SOURCE DATA:
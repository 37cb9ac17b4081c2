//! Events emitted to callers while jobs execute.

use crate::ids::{JobId, RunId, StepId};
use crate::result::{JobStatus, StepConclusion, StepOutcome};
use crate::sandbox::SandboxState;
use chrono::{DateTime, Utc};
use serde::{Deserialize, Serialize};

#[derive(Debug, Clone, Serialize, Deserialize)]
#[serde(tag = "type", rename_all = "snake_case")]
pub enum Event {
    // Job lifecycle
    JobQueued(JobQueuedPayload),
    JobStarted(JobStartedPayload),
    JobCompleted(JobCompletedPayload),

    // Sandbox lifecycle
    SandboxStateChanged(SandboxStateChangedPayload),

    // Step lifecycle
    StepStarted(StepStartedPayload),
    StepOutput(StepOutputPayload),
    StepCompleted(StepCompletedPayload),

    // Stage lifecycle
    StageStarted(StageStartedPayload),
    StageCompleted(StageCompletedPayload),
}

impl Event {
    /// Dotted subject used for routing and log filtering.
    pub fn subject(&self) -> String {
        match self {
            Event::JobQueued(p) => format!("job.{}.queued", p.job_id),
            Event::JobStarted(p) => format!("job.{}.started", p.job_id),
            Event::JobCompleted(p) => format!("job.{}.completed", p.job_id),
            Event::SandboxStateChanged(p) => format!("job.{}.sandbox.{}", p.job_id, p.to),
            Event::StepStarted(p) => format!("job.{}.step.{}.started", p.job_id, p.step_id),
            Event::StepOutput(p) => format!("job.{}.step.{}.output", p.job_id, p.step_id),
            Event::StepCompleted(p) => format!("job.{}.step.{}.completed", p.job_id, p.step_id),
            Event::StageStarted(p) => format!("run.{}.stage.{}.started", p.run_id, p.stage_name),
            Event::StageCompleted(p) => {
                format!("run.{}.stage.{}.completed", p.run_id, p.stage_name)
            }
        }
    }
}

#[derive(Debug, Clone, Serialize, Deserialize)]
pub struct JobQueuedPayload {
    pub job_id: JobId,
    pub job_name: String,
    pub stage_name: String,
    pub queued_at: DateTime<Utc>,
}

#[derive(Debug, Clone, Serialize, Deserialize)]
pub struct JobStartedPayload {
    pub job_id: JobId,
    pub job_name: String,
    pub sandbox: String,
    pub template: String,
    pub started_at: DateTime<Utc>,
}

#[derive(Debug, Clone, Serialize, Deserialize)]
pub struct JobCompletedPayload {
    pub job_id: JobId,
    pub job_name: String,
    pub status: JobStatus,
    pub exit_code: i32,
    pub failure: Option<String>,
    pub duration_ms: u64,
    pub completed_at: DateTime<Utc>,
}

#[derive(Debug, Clone, Serialize, Deserialize)]
pub struct SandboxStateChangedPayload {
    pub job_id: JobId,
    pub sandbox: String,
    pub from: SandboxState,
    pub to: SandboxState,
    pub at: DateTime<Utc>,
}

#[derive(Debug, Clone, Serialize, Deserialize)]
pub struct StepStartedPayload {
    pub job_id: JobId,
    pub step_id: StepId,
    pub step_name: String,
    pub depth: u32,
    pub started_at: DateTime<Utc>,
}

#[derive(Debug, Clone, Serialize, Deserialize)]
pub struct StepOutputPayload {
    pub job_id: JobId,
    pub step_id: StepId,
    pub stream: LogStream,
    pub line_number: u32,
    pub content: String,
    pub timestamp: DateTime<Utc>,
}

#[derive(Debug, Clone, Serialize, Deserialize)]
pub struct StepCompletedPayload {
    pub job_id: JobId,
    pub step_id: StepId,
    pub step_name: String,
    pub outcome: StepOutcome,
    pub conclusion: StepConclusion,
    pub exit_code: Option<i32>,
    pub duration_ms: u64,
    pub completed_at: DateTime<Utc>,
}

#[derive(Debug, Clone, Serialize, Deserialize)]
pub struct StageStartedPayload {
    pub run_id: RunId,
    pub stage_name: String,
    pub stage_index: u32,
    pub job_count: u32,
    pub started_at: DateTime<Utc>,
}

#[derive(Debug, Clone, Serialize, Deserialize)]
pub struct StageCompletedPayload {
    pub run_id: RunId,
    pub stage_name: String,
    pub stage_index: u32,
    pub jobs_passed: u32,
    pub jobs_failed: u32,
    pub completed_at: DateTime<Utc>,
}

#[derive(Debug, Clone, Copy, PartialEq, Eq, Serialize, Deserialize)]
#[serde(rename_all = "snake_case")]
pub enum LogStream {
    Stdout,
    Stderr,
}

WORK TO COMPLETE:
Extract the whole listing, character for character.

ANSWER BELOW:
repository 37cb9ac17b4081c2
//! Events emitted to callers while jobs execute.

use crate::ids::{JobId, RunId, StepId};
use crate::result::{JobStatus, StepConclusion, StepOutcome};
use crate::sandbox::SandboxState;
use chrono::{DateTime, Utc};
use serde::{Deserialize, Serialize};

#[derive(Debug, Clone, Serialize, Deserialize)]
#[serde(tag = "type", rename_all = "snake_case")]
pub enum Event {
    // Job lifecycle
    JobQueued(JobQueuedPayload),
    JobStarted(JobStartedPayload),
    JobCompleted(JobCompletedPayload),

    // Sandbox lifecycle
    SandboxStateChanged(SandboxStateChangedPayload),

    // Step lifecycle
    StepStarted(StepStartedPayload),
    StepOutput(StepOutputPayload),
    StepCompleted(StepCompletedPayload),

    // Stage lifecycle
    StageStarted(StageStartedPayload),
    StageCompleted(StageCompletedPayload),
}

impl Event {
    /// Dotted subject used for routing and log filtering.
    pub fn subject(&self) -> String {
        match self {
            Event::JobQueued(p) => format!("job.{}.queued", p.job_id),
            Event::JobStarted(p) => format!("job.{}.started", p.job_id),
            Event::JobCompleted(p) => format!("job.{}.completed", p.job_id),
            Event::SandboxStateChanged(p) => format!("job.{}.sandbox.{}", p.job_id, p.to),
            Event::StepStarted(p) => format!("job.{}.step.{}.started", p.job_id, p.step_id),
            Event::StepOutput(p) => format!("job.{}.step.{}.output", p.job_id, p.step_id),
            Event::StepCompleted(p) => format!("job.{}.step.{}.completed", p.job_id, p.step_id),
            Event::StageStarted(p) => format!("run.{}.stage.{}.started", p.run_id, p.stage_name),
            Event::StageCompleted(p) => {
                format!("run.{}.stage.{}.completed", p.run_id, p.stage_name)
            }
        }
    }
}

#[derive(Debug, Clone, Serialize, Deserialize)]
pub struct JobQueuedPayload {
    pub job_id: JobId,
    pub job_name: String,
    pub stage_name: String,
    pub queued_at: DateTime<Utc>,
}

#[derive(Debug, Clone, Serialize, Deserialize)]
pub struct JobStartedPayload {
    pub job_id: JobId,
    pub job_name: String,
    pub sandbox: String,
    pub template: String,
    pub started_at: DateTime<Utc>,
}

#[derive(Debug, Clone, Serialize, Deserialize)]
pub struct JobCompletedPayload {
    pub job_id: JobId,
    pub job_name: String,
    pub status: JobStatus,
    pub exit_code: i32,
    pub failure: Option<String>,
    pub duration_ms: u64,
    pub completed_at: DateTime<Utc>,
}

#[derive(Debug, Clone, Serialize, Deserialize)]
pub struct SandboxStateChangedPayload {
    pub job_id: JobId,
    pub sandbox: String,
    pub from: SandboxState,
    pub to: SandboxState,
    pub at: DateTime<Utc>,
}

#[derive(Debug, Clone, Serialize, Deserialize)]
pub struct StepStartedPayload {
    pub job_id: JobId,
    pub step_id: StepId,
    pub step_name: String,
    pub depth: u32,
    pub started_at: DateTime<Utc>,
}

#[derive(Debug, Clone, Serialize, Deserialize)]
pub struct StepOutputPayload {
    pub job_id: JobId,
    pub step_id: StepId,
    pub stream: LogStream,
    pub line_number: u32,
    pub content: String,
    pub timestamp: DateTime<Utc>,
}

#[derive(Debug, Clone, Serialize, Deserialize)]
pub struct StepCompletedPayload {
    pub job_id: JobId,
    pub step_id: StepId,
    pub step_name: String,
    pub outcome: StepOutcome,
    pub conclusion: StepConclusion,
    pub exit_code: Option<i32>,
    pub duration_ms: u64,
    pub completed_at: DateTime<Utc>,
}

#[derive(Debug, Clone, Serialize, Deserialize)]
pub struct StageStartedPayload {
    pub run_id: RunId,
    pub stage_name: String,
    pub stage_index: u32,
    pub job_count: u32,
    pub started_at: DateTime<Utc>,
}

#[derive(Debug, Clone, Serialize, Deserialize)]
pub struct StageCompletedPayload {
    pub run_id: RunId,
    pub stage_name: String,
    pub stage_index: u32,
    pub jobs_passed: u32,
    pub jobs_failed: u32,
    pub completed_at: DateTime<Utc>,
}

#[derive(Debug, Clone, Copy, PartialEq, Eq, Serialize, Deserialize)]
#[serde(rename_all = "snake_case")]
pub enum LogStream {
    Stdout,
    Stderr,
}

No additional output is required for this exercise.